▶ Assignment
Report how many lines in the entries below have the word "elapsed" in them, and give no other words.

━━ Materials provided ━━

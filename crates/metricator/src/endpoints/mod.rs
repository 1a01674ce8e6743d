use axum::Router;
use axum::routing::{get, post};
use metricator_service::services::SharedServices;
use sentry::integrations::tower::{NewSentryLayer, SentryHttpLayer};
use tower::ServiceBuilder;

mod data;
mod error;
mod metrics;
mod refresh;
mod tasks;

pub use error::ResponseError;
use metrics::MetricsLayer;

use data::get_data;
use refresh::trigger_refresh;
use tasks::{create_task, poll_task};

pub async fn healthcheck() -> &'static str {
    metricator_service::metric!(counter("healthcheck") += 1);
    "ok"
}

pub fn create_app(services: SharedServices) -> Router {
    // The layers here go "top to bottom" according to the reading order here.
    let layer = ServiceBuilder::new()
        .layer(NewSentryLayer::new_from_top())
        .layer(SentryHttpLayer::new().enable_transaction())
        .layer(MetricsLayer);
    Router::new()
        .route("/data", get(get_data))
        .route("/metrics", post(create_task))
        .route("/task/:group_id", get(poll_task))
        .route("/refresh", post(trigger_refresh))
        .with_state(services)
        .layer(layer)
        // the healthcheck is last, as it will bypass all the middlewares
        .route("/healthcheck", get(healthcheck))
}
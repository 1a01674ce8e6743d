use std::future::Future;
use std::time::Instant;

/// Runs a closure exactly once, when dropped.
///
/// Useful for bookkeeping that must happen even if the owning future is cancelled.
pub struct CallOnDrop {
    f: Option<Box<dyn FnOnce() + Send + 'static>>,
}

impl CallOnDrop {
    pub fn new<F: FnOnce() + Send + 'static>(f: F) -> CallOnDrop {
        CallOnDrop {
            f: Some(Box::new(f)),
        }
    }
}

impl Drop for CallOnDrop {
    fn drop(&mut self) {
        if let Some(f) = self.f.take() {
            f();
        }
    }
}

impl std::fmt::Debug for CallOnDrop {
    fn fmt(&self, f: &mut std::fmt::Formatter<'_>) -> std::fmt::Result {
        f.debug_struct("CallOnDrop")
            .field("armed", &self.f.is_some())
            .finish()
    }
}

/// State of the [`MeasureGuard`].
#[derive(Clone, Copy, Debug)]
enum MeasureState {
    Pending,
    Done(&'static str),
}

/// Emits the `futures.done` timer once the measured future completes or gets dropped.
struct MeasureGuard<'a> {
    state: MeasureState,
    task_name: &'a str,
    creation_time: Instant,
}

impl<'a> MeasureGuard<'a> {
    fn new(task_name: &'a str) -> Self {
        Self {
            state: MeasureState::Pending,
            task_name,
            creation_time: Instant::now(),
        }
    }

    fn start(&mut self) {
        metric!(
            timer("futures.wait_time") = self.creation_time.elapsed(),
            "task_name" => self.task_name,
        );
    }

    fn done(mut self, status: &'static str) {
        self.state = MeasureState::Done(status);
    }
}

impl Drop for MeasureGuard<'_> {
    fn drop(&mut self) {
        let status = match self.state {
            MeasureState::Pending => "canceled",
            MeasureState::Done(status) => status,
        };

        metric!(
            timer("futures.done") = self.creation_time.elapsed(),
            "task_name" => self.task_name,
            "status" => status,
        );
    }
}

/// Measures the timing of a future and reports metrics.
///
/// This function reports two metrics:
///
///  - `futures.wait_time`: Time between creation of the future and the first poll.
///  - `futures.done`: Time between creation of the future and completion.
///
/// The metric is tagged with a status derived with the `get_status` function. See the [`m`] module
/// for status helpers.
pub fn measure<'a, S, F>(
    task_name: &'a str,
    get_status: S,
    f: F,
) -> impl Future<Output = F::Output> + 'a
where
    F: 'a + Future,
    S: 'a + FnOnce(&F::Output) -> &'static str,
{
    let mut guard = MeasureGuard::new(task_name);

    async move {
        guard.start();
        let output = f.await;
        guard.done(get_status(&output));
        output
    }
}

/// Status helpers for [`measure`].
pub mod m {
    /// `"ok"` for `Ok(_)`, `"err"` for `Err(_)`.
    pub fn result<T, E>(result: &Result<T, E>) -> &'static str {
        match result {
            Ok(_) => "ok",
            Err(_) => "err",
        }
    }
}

━━━

▶ Response
2